As Sherry dug her strong fingers into my neck, trying to work the muscle fiber loose, we did the familiar dance we often did when she was on a sheriff’s case or I was deep into some investigation for Billy. We were riffing off each other, stating the obvious but also posing the possibilities.
“They do these abductions all the damn time down in South America and over in the Middle East: multinational businessmen, judges, journalists, family members of the rich. It’s usually about money, isn’t it?” Sherry said.
“I remember the case in Colombia where they held that woman politician for eighteen months,” I bantered back. “They kept moving her, town to town, building to building, until they got the president to give the drug lord a cushy, non-extraditable term in a local prison. A country club deal.”

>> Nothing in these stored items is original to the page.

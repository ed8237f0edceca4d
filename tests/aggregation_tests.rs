use chrono::{DateTime, TimeZone, Utc};
use studio_schedule::calculations::ContainerTotals;
use studio_schedule::error::ScheduleError;
use studio_schedule::task::{NewTask, ScheduleConstraint, ScheduleModel, ScheduleUnit, TimeLog};
use studio_schedule::{ProjectId, Resource, ResourceId, SchedulerConfig, TaskForest, TaskId};

fn at(d: u32, h: u32) -> DateTime<Utc> {
    Utc.with_ymd_and_hms(2024, 3, d, h, 0, 0).unwrap()
}

fn forest() -> (TaskForest, ProjectId, ResourceId) {
    let mut forest = TaskForest::with_now(SchedulerConfig::default(), at(20, 12)).unwrap();
    let project = forest.add_project("Feature");
    let artist = forest
        .add_resource(Resource::new(ResourceId(1), "Artist"))
        .unwrap();
    (forest, project, artist)
}

fn leaf(
    forest: &mut TaskForest,
    project: ProjectId,
    parent: TaskId,
    name: &str,
    start: DateTime<Utc>,
) -> TaskId {
    forest
        .add_task(
            NewTask::new(project, name)
                .parent(parent)
                .constraint(ScheduleConstraint::Start)
                .starting_at(start)
                .schedule(9.0, ScheduleUnit::Hour),
        )
        .unwrap()
}

fn log(forest: &mut TaskForest, task: TaskId, resource: ResourceId, day: u32, hours: u32) {
    let entry = TimeLog::new(resource, at(day, 8), at(day, 8 + hours)).unwrap();
    forest.add_time_log(task, entry).unwrap();
}

fn assert_container_spans_children(forest: &TaskForest, container: TaskId) {
    let task = forest.task(container).unwrap();
    let children: Vec<_> = task
        .children()
        .iter()
        .map(|id| forest.task(*id).unwrap())
        .collect();
    let start = children.iter().map(|c| c.schedule().start()).min().unwrap();
    let end = children.iter().map(|c| c.schedule().end()).max().unwrap();
    assert_eq!(task.schedule().start(), start);
    assert_eq!(task.schedule().end(), end);
}

#[test]
fn container_logs_more_than_scheduled() {
    let (mut forest, project, artist) = forest();
    let shot = forest.add_task(NewTask::new(project, "Shot")).unwrap();
    let anim = leaf(&mut forest, project, shot, "Anim", at(4, 9));
    let light = leaf(&mut forest, project, shot, "Light", at(5, 9));

    log(&mut forest, anim, artist, 4, 8);
    log(&mut forest, light, artist, 5, 6);
    log(&mut forest, light, artist, 6, 6);

    let container = forest.task(shot).unwrap();
    assert_eq!(container.schedule().schedule_seconds(), 18 * 3600);
    assert_eq!(container.schedule().total_logged_seconds(), 20 * 3600);
    assert!((container.percent_complete() - 111.111).abs() < 0.01);
    assert_eq!(container.remaining_seconds(), -2 * 3600);
}

#[test]
fn container_range_follows_every_mutation() {
    let (mut forest, project, _) = forest();
    let shot = forest.add_task(NewTask::new(project, "Shot")).unwrap();
    let anim = leaf(&mut forest, project, shot, "Anim", at(4, 9));
    let light = leaf(&mut forest, project, shot, "Light", at(6, 9));

    assert_eq!(forest.task(shot).unwrap().schedule().start(), at(4, 9));
    assert_eq!(forest.task(shot).unwrap().schedule().end(), at(6, 18));

    forest.set_start(anim, at(2, 9)).unwrap();
    assert_container_spans_children(&forest, shot);
    assert_eq!(forest.task(shot).unwrap().schedule().start(), at(2, 9));

    forest.set_schedule_timing(light, 30.0).unwrap();
    assert_container_spans_children(&forest, shot);
    assert_eq!(
        forest.task(shot).unwrap().schedule().schedule_seconds(),
        39 * 3600
    );

    forest.remove_task(light).unwrap();
    assert_container_spans_children(&forest, shot);
    assert_eq!(forest.task(shot).unwrap().schedule().end(), at(2, 18));
}

#[test]
fn nested_containers_aggregate_upwards() {
    let (mut forest, project, artist) = forest();
    let sequence = forest.add_task(NewTask::new(project, "Sequence")).unwrap();
    let shot = forest
        .add_task(NewTask::new(project, "Shot").parent(sequence))
        .unwrap();
    let anim = leaf(&mut forest, project, shot, "Anim", at(4, 9));
    leaf(&mut forest, project, sequence, "Edit", at(8, 9));

    log(&mut forest, anim, artist, 4, 3);

    let top = forest.task(sequence).unwrap();
    assert_eq!(top.schedule().schedule_seconds(), 18 * 3600);
    assert_eq!(top.schedule().total_logged_seconds(), 3 * 3600);
    assert_eq!(top.schedule().start(), at(4, 9));
    assert_eq!(top.schedule().end(), at(8, 18));
    assert_container_spans_children(&forest, sequence);

    forest.set_start(anim, at(11, 9)).unwrap();
    assert_eq!(forest.task(shot).unwrap().schedule().end(), at(11, 18));
    assert_eq!(forest.task(sequence).unwrap().schedule().start(), at(8, 9));
    assert_eq!(forest.task(sequence).unwrap().schedule().end(), at(11, 18));
}

#[test]
fn moving_a_child_updates_both_containers() {
    let (mut forest, project, _) = forest();
    let first = forest.add_task(NewTask::new(project, "First")).unwrap();
    let second = forest.add_task(NewTask::new(project, "Second")).unwrap();
    leaf(&mut forest, project, first, "Early", at(4, 9));
    let late = leaf(&mut forest, project, first, "Late", at(7, 9));
    leaf(&mut forest, project, second, "Anchor", at(12, 9));

    forest.add_child(second, late).unwrap();

    assert_eq!(forest.task(first).unwrap().schedule().end(), at(4, 18));
    assert_eq!(forest.task(second).unwrap().schedule().start(), at(7, 9));
    assert_eq!(
        forest.task(second).unwrap().schedule().schedule_seconds(),
        18 * 3600
    );
}

#[test]
fn container_dates_and_resources_are_not_settable() {
    let (mut forest, project, artist) = forest();
    let shot = forest.add_task(NewTask::new(project, "Shot")).unwrap();
    leaf(&mut forest, project, shot, "Anim", at(4, 9));

    assert!(matches!(
        forest.set_start(shot, at(1, 9)),
        Err(ScheduleError::Validation(_))
    ));
    assert!(matches!(
        forest.set_resources(shot, vec![artist]),
        Err(ScheduleError::Validation(_))
    ));
    assert!(matches!(
        forest.set_schedule_timing(shot, 3.0),
        Err(ScheduleError::Validation(_))
    ));
    let entry = TimeLog::new(artist, at(4, 9), at(4, 10)).unwrap();
    assert!(matches!(
        forest.add_time_log(shot, entry),
        Err(ScheduleError::Validation(_))
    ));
}

#[test]
fn leaf_becoming_container_gives_up_resources() {
    let (mut forest, project, artist) = forest();
    let shot = forest
        .add_task(NewTask::new(project, "Shot").resources([artist]))
        .unwrap();
    assert_eq!(forest.task(shot).unwrap().resources(), &[artist]);

    leaf(&mut forest, project, shot, "Anim", at(4, 9));
    assert!(forest.task(shot).unwrap().resources().is_empty());
}

#[test]
fn task_with_time_logs_cannot_become_parent() {
    let (mut forest, project, artist) = forest();
    let logged = forest.add_task(NewTask::new(project, "Logged")).unwrap();
    log(&mut forest, logged, artist, 4, 2);
    let other = forest.add_task(NewTask::new(project, "Other")).unwrap();

    assert!(matches!(
        forest.add_task(NewTask::new(project, "Child").parent(logged)),
        Err(ScheduleError::Validation(_))
    ));
    assert!(matches!(
        forest.set_parent(other, Some(logged)),
        Err(ScheduleError::Validation(_))
    ));
}

#[test]
fn project_totals_sum_root_tasks() {
    let (mut forest, project, artist) = forest();
    let shot = forest.add_task(NewTask::new(project, "Shot")).unwrap();
    let anim = leaf(&mut forest, project, shot, "Anim", at(4, 9));
    let single = forest
        .add_task(NewTask::new(project, "Single").schedule(9.0, ScheduleUnit::Hour))
        .unwrap();
    log(&mut forest, anim, artist, 4, 9);
    log(&mut forest, single, artist, 5, 9);

    assert_eq!(
        forest.project_totals(project).unwrap(),
        (18 * 3600, 18 * 3600)
    );
    assert_eq!(forest.project_percent_complete(project).unwrap(), 100.0);
}

#[test]
fn zero_schedule_means_zero_percent() {
    let (mut forest, project, _) = forest();
    let milestone = forest
        .add_task(NewTask::new(project, "Delivery").milestone())
        .unwrap();
    assert_eq!(forest.percent_complete(milestone).unwrap(), 0.0);
}

#[test]
fn totals_of_no_children_are_empty() {
    assert!(ContainerTotals::from_children(std::iter::empty()).is_none());
}

#[test]
fn solver_range_refreshes_elapsed_time() {
    let (mut forest, project, _) = forest();
    let shot = forest.add_task(NewTask::new(project, "Shot")).unwrap();
    let review = forest
        .add_task(
            NewTask::new(project, "Review")
                .parent(shot)
                .model(ScheduleModel::Duration)
                .schedule(1.0, ScheduleUnit::Day),
        )
        .unwrap();
    assert_eq!(forest.task(review).unwrap().schedule().total_logged_seconds(), 0);

    forest
        .set_computed(review, at(1, 0), at(2, 0), Vec::new())
        .unwrap();

    assert_eq!(
        forest.task(review).unwrap().schedule().total_logged_seconds(),
        86_400
    );
    assert_eq!(
        forest.task(shot).unwrap().schedule().total_logged_seconds(),
        86_400
    );
}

I let out a low groan when Sherry’s fingers found a particularly hard knot and pried in between the strands of muscle, working them loose. The woman had a talent for finding a way in.
“The difference down there is that whole communities are dependent on the drug lords or scared shitless of them,” I said. “You’re not going to find that kind of intimidation here. Somebody hears something, sees something, and thinks they can profit off the information, they’re going to spill it.”
“The sheriff has already put out the word,” Sherry said. “Everywhere from drug task forces right down to patrol. My friend over at the state attorney’s office was told the same: if you’ve got someone in a cell with info, squeeze him with a deal.”
I let my head drop, chin down near my chest, stretching the neck fibers, letting Sherry go deep.
“That takes time. Promises work too slowly. It’s a recession: money talks and bullshit walks,” I said, thinking of Johnny Milsap.
“You’re quoting soiled politicians, Max.”
“We’ve got to get Diane back.”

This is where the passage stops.